▶ [Prompt]:
What you return should match the data below exactly, line for line.

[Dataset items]
##############################

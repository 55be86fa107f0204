//! Task status aggregation and refund reconciliation
//!
//! A task's status is a pure function of its subtasks' statuses. Aggregation
//! may run any number of times per subtask update; only the call that wins
//! the status compare-and-set performs first-transition side effects.

use std::sync::Arc;

use aigc_billing::{CreditLedger, RefundReceipt};
use aigc_shared::TaskStatus;
use time::OffsetDateTime;
use tokio::sync::Mutex;
use uuid::Uuid;

use crate::error::{TaskError, TaskResult};
use crate::model::{StatusCounts, SubTask, SubTaskErrorSummary, Task, TaskResponse, RESPONSE_VERSION};
use crate::store::TaskStore;

/// Attempts before giving up on a task whose row keeps changing underneath us
const MAX_CAS_ATTEMPTS: usize = 5;

/// Task status implied by subtask counts
///
/// Any open subtask keeps the current status. Once all are terminal: all
/// completed is COMPLETED, some completed is PARTIALLY_COMPLETED, and none
/// completed is FAILED unless every subtask was uniformly ABORTED or
/// CANCELLED.
pub fn derive_status(current: TaskStatus, counts: &StatusCounts) -> TaskStatus {
    if counts.total == 0 || counts.pending + counts.processing > 0 {
        return current;
    }
    if counts.completed == counts.total {
        TaskStatus::Completed
    } else if counts.completed > 0 {
        TaskStatus::PartiallyCompleted
    } else if counts.aborted == counts.total {
        TaskStatus::Aborted
    } else if counts.cancelled == counts.total {
        TaskStatus::Cancelled
    } else {
        TaskStatus::Failed
    }
}

/// Recompute status and response for a task
pub fn summarize(task: &Task, sub_tasks: &[SubTask], now: OffsetDateTime) -> (TaskStatus, TaskResponse) {
    let counts = StatusCounts::tally(sub_tasks.iter().map(|s| &s.status));
    let status = derive_status(task.status, &counts);

    let mut response = task.response.clone();
    response.version = RESPONSE_VERSION;
    response.counts = counts;
    response.credits_consumed = sub_tasks
        .iter()
        .filter(|s| s.status == TaskStatus::Completed)
        .map(|s| s.credits)
        .sum();
    response.errors = sub_tasks
        .iter()
        .filter(|s| s.status.is_unsuccessful())
        .filter_map(|s| {
            s.response.error.as_ref().map(|e| SubTaskErrorSummary {
                sub_task_id: s.id,
                model_code: s.model_code.clone(),
                message: e.message.clone(),
            })
        })
        .collect();

    if status.is_terminal() && response.completed_at.is_none() {
        response.completed_at = Some(now);
        response.duration_ms = response
            .started_at
            .and_then(|started| i64::try_from((now - started).whole_milliseconds()).ok());
    }

    (status, response)
}

/// Credits the task should have had returned, given its current state
///
/// Unsuccessful subtasks are always owed back; subtasks still PENDING are
/// owed only once the task itself ended unsuccessfully. Never more than the
/// task was charged.
pub fn refund_due(task: &Task, sub_tasks: &[SubTask]) -> i64 {
    let unsuccessful: i64 = sub_tasks
        .iter()
        .filter(|s| s.status.is_unsuccessful())
        .map(|s| s.credits)
        .sum();
    let stranded: i64 = if task.status.is_unsuccessful() {
        sub_tasks
            .iter()
            .filter(|s| s.status == TaskStatus::Pending)
            .map(|s| s.credits)
            .sum()
    } else {
        0
    };
    (unsuccessful + stranded).min(task.credits)
}

#[derive(Clone)]
pub struct StatusAggregator {
    store: Arc<dyn TaskStore>,
    ledger: Arc<dyn CreditLedger>,
    /// Serializes refunds so two reconciliations never compute the same delta
    refund_gate: Arc<Mutex<()>>,
}

impl StatusAggregator {
    pub fn new(store: Arc<dyn TaskStore>, ledger: Arc<dyn CreditLedger>) -> Self {
        Self {
            store,
            ledger,
            refund_gate: Arc::new(Mutex::new(())),
        }
    }

    async fn load(&self, task_id: Uuid) -> TaskResult<(Task, Vec<SubTask>)> {
        let task = self
            .store
            .get_task(task_id)
            .await?
            .ok_or(TaskError::TaskNotFound(task_id))?;
        let sub_tasks = self.store.list_sub_tasks(task_id).await?;
        Ok((task, sub_tasks))
    }

    /// Recompute and persist a task's status, refunding on first entry into
    /// an adverse status
    #[tracing::instrument(skip(self))]
    pub async fn aggregate(&self, task_id: Uuid) -> TaskResult<TaskStatus> {
        for _ in 0..MAX_CAS_ATTEMPTS {
            let (task, sub_tasks) = self.load(task_id).await?;
            let (status, response) = summarize(&task, &sub_tasks, OffsetDateTime::now_utc());

            if status == task.status && response == task.response {
                return Ok(status);
            }

            if !self
                .store
                .transition_task(task_id, task.status, status, &response)
                .await?
            {
                tracing::debug!(task_id = %task_id, "Task changed during aggregation, retrying");
                continue;
            }

            if status != task.status {
                tracing::info!(
                    task_id = %task_id,
                    from = %task.status,
                    to = %status,
                    completed = response.counts.completed,
                    total = response.counts.total,
                    "Task status changed"
                );
                if status.is_adverse() {
                    self.reconcile_refund(task_id).await?;
                }
            }
            return Ok(status);
        }

        Err(TaskError::Database(format!(
            "task {} kept changing during aggregation",
            task_id
        )))
    }

    /// Refund whatever the task is owed beyond what was already refunded
    ///
    /// Does nothing until the task is in an adverse status, the task was
    /// charged, and its deduction is confirmed. Refund failures are logged
    /// and returned.
    #[tracing::instrument(skip(self))]
    pub async fn reconcile_refund(&self, task_id: Uuid) -> TaskResult<Option<RefundReceipt>> {
        let _gate = self.refund_gate.lock().await;

        let (task, sub_tasks) = self.load(task_id).await?;
        if task.credits == 0 || !task.status.is_adverse() {
            return Ok(None);
        }

        let Some(deduction) = self.ledger.find_task_deduction(task_id).await? else {
            tracing::debug!(task_id = %task_id, "No confirmed deduction yet, refund deferred");
            return Ok(None);
        };

        let due = refund_due(&task, &sub_tasks);
        let amount = (due - deduction.refund_amount).min(deduction.refundable());
        if amount <= 0 {
            return Ok(None);
        }

        let description = format!("task {} ended {}", task_id, task.status);
        let receipt = self
            .ledger
            .refund(deduction.id, amount, Some(&description))
            .await
            .map_err(|e| {
                tracing::error!(
                    task_id = %task_id,
                    transaction_id = %deduction.id,
                    amount = amount,
                    refunded_before = deduction.refund_amount,
                    error = %e,
                    "Task refund failed"
                );
                TaskError::from(e)
            })?;

        let actual_credits = receipt
            .task_actual_credits
            .map(|(_, credits)| credits)
            .unwrap_or(task.credits - receipt.transaction.refund_amount);
        self.store.set_actual_credits(task_id, actual_credits).await?;
        self.record_refunded(task_id, receipt.transaction.refund_amount)
            .await?;

        tracing::info!(
            task_id = %task_id,
            transaction_id = %deduction.id,
            refunded = receipt.refunded,
            actual_credits = actual_credits,
            "Refunded task credits"
        );
        Ok(Some(receipt))
    }

    async fn record_refunded(&self, task_id: Uuid, refunded: i64) -> TaskResult<()> {
        for _ in 0..MAX_CAS_ATTEMPTS {
            let (task, _) = self.load(task_id).await?;
            let mut response = task.response.clone();
            response.credits_refunded = refunded;
            if self
                .store
                .transition_task(task_id, task.status, task.status, &response)
                .await?
            {
                return Ok(());
            }
        }
        Err(TaskError::Database(format!(
            "task {} kept changing while recording refund",
            task_id
        )))
    }
}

##############################

▶ [Response box]:
repository 55be86fa107f0204
//! Task status aggregation and refund reconciliation
//!
//! A task's status is a pure function of its subtasks' statuses. Aggregation
//! may run any number of times per subtask update; only the call that wins
//! the status compare-and-set performs first-transition side effects.

use std::sync::Arc;

use aigc_billing::{CreditLedger, RefundReceipt};
use aigc_shared::TaskStatus;
use time::OffsetDateTime;
use tokio::sync::Mutex;
use uuid::Uuid;

use crate::error::{TaskError, TaskResult};
use crate::model::{StatusCounts, SubTask, SubTaskErrorSummary, Task, TaskResponse, RESPONSE_VERSION};
use crate::store::TaskStore;

/// Attempts before giving up on a task whose row keeps changing underneath us
const MAX_CAS_ATTEMPTS: usize = 5;

/// Task status implied by subtask counts
///
/// Any open subtask keeps the current status. Once all are terminal: all
/// completed is COMPLETED, some completed is PARTIALLY_COMPLETED, and none
/// completed is FAILED unless every subtask was uniformly ABORTED or
/// CANCELLED.
pub fn derive_status(current: TaskStatus, counts: &StatusCounts) -> TaskStatus {
    if counts.total == 0 || counts.pending + counts.processing > 0 {
        return current;
    }
    if counts.completed == counts.total {
        TaskStatus::Completed
    } else if counts.completed > 0 {
        TaskStatus::PartiallyCompleted
    } else if counts.aborted == counts.total {
        TaskStatus::Aborted
    } else if counts.cancelled == counts.total {
        TaskStatus::Cancelled
    } else {
        TaskStatus::Failed
    }
}

/// Recompute status and response for a task
pub fn summarize(task: &Task, sub_tasks: &[SubTask], now: OffsetDateTime) -> (TaskStatus, TaskResponse) {
    let counts = StatusCounts::tally(sub_tasks.iter().map(|s| &s.status));
    let status = derive_status(task.status, &counts);

    let mut response = task.response.clone();
    response.version = RESPONSE_VERSION;
    response.counts = counts;
    response.credits_consumed = sub_tasks
        .iter()
        .filter(|s| s.status == TaskStatus::Completed)
        .map(|s| s.credits)
        .sum();
    response.errors = sub_tasks
        .iter()
        .filter(|s| s.status.is_unsuccessful())
        .filter_map(|s| {
            s.response.error.as_ref().map(|e| SubTaskErrorSummary {
                sub_task_id: s.id,
                model_code: s.model_code.clone(),
                message: e.message.clone(),
            })
        })
        .collect();

    if status.is_terminal() && response.completed_at.is_none() {
        response.completed_at = Some(now);
        response.duration_ms = response
            .started_at
            .and_then(|started| i64::try_from((now - started).whole_milliseconds()).ok());
    }

    (status, response)
}

/// Credits the task should have had returned, given its current state
///
/// Unsuccessful subtasks are always owed back; subtasks still PENDING are
/// owed only once the task itself ended unsuccessfully. Never more than the
/// task was charged.
pub fn refund_due(task: &Task, sub_tasks: &[SubTask]) -> i64 {
    let unsuccessful: i64 = sub_tasks
        .iter()
        .filter(|s| s.status.is_unsuccessful())
        .map(|s| s.credits)
        .sum();
    let stranded: i64 = if task.status.is_unsuccessful() {
        sub_tasks
            .iter()
            .filter(|s| s.status == TaskStatus::Pending)
            .map(|s| s.credits)
            .sum()
    } else {
        0
    };
    (unsuccessful + stranded).min(task.credits)
}

#[derive(Clone)]
pub struct StatusAggregator {
    store: Arc<dyn TaskStore>,
    ledger: Arc<dyn CreditLedger>,
    /// Serializes refunds so two reconciliations never compute the same delta
    refund_gate: Arc<Mutex<()>>,
}

impl StatusAggregator {
    pub fn new(store: Arc<dyn TaskStore>, ledger: Arc<dyn CreditLedger>) -> Self {
        Self {
            store,
            ledger,
            refund_gate: Arc::new(Mutex::new(())),
        }
    }

    async fn load(&self, task_id: Uuid) -> TaskResult<(Task, Vec<SubTask>)> {
        let task = self
            .store
            .get_task(task_id)
            .await?
            .ok_or(TaskError::TaskNotFound(task_id))?;
        let sub_tasks = self.store.list_sub_tasks(task_id).await?;
        Ok((task, sub_tasks))
    }

    /// Recompute and persist a task's status, refunding on first entry into
    /// an adverse status
    #[tracing::instrument(skip(self))]
    pub async fn aggregate(&self, task_id: Uuid) -> TaskResult<TaskStatus> {
        for _ in 0..MAX_CAS_ATTEMPTS {
            let (task, sub_tasks) = self.load(task_id).await?;
            let (status, response) = summarize(&task, &sub_tasks, OffsetDateTime::now_utc());

            if status == task.status && response == task.response {
                return Ok(status);
            }

            if !self
                .store
                .transition_task(task_id, task.status, status, &response)
                .await?
            {
                tracing::debug!(task_id = %task_id, "Task changed during aggregation, retrying");
                continue;
            }

            if status != task.status {
                tracing::info!(
                    task_id = %task_id,
                    from = %task.status,
                    to = %status,
                    completed = response.counts.completed,
                    total = response.counts.total,
                    "Task status changed"
                );
                if status.is_adverse() {
                    self.reconcile_refund(task_id).await?;
                }
            }
            return Ok(status);
        }

        Err(TaskError::Database(format!(
            "task {} kept changing during aggregation",
            task_id
        )))
    }

    /// Refund whatever the task is owed beyond what was already refunded
    ///
    /// Does nothing until the task is in an adverse status, the task was
    /// charged, and its deduction is confirmed. Refund failures are logged
    /// and returned.
    #[tracing::instrument(skip(self))]
    pub async fn reconcile_refund(&self, task_id: Uuid) -> TaskResult<Option<RefundReceipt>> {
        let _gate = self.refund_gate.lock().await;

        let (task, sub_tasks) = self.load(task_id).await?;
        if task.credits == 0 || !task.status.is_adverse() {
            return Ok(None);
        }

        let Some(deduction) = self.ledger.find_task_deduction(task_id).await? else {
            tracing::debug!(task_id = %task_id, "No confirmed deduction yet, refund deferred");
            return Ok(None);
        };

        let due = refund_due(&task, &sub_tasks);
        let amount = (due - deduction.refund_amount).min(deduction.refundable());
        if amount <= 0 {
            return Ok(None);
        }

        let description = format!("task {} ended {}", task_id, task.status);
        let receipt = self
            .ledger
            .refund(deduction.id, amount, Some(&description))
            .await
            .map_err(|e| {
                tracing::error!(
                    task_id = %task_id,
                    transaction_id = %deduction.id,
                    amount = amount,
                    refunded_before = deduction.refund_amount,
                    error = %e,
                    "Task refund failed"
                );
                TaskError::from(e)
            })?;

        let actual_credits = receipt
            .task_actual_credits
            .map(|(_, credits)| credits)
            .unwrap_or(task.credits - receipt.transaction.refund_amount);
        self.store.set_actual_credits(task_id, actual_credits).await?;
        self.record_refunded(task_id, receipt.transaction.refund_amount)
            .await?;

        tracing::info!(
            task_id = %task_id,
            transaction_id = %deduction.id,
            refunded = receipt.refunded,
            actual_credits = actual_credits,
            "Refunded task credits"
        );
        Ok(Some(receipt))
    }

    async fn record_refunded(&self, task_id: Uuid, refunded: i64) -> TaskResult<()> {
        for _ in 0..MAX_CAS_ATTEMPTS {
            let (task, _) = self.load(task_id).await?;
            let mut response = task.response.clone();
            response.credits_refunded = refunded;
            if self
                .store
                .transition_task(task_id, task.status, task.status, &response)
                .await?
            {
                return Ok(());
            }
        }
        Err(TaskError::Database(format!(
            "task {} kept changing while recording refund",
            task_id
        )))
    }
}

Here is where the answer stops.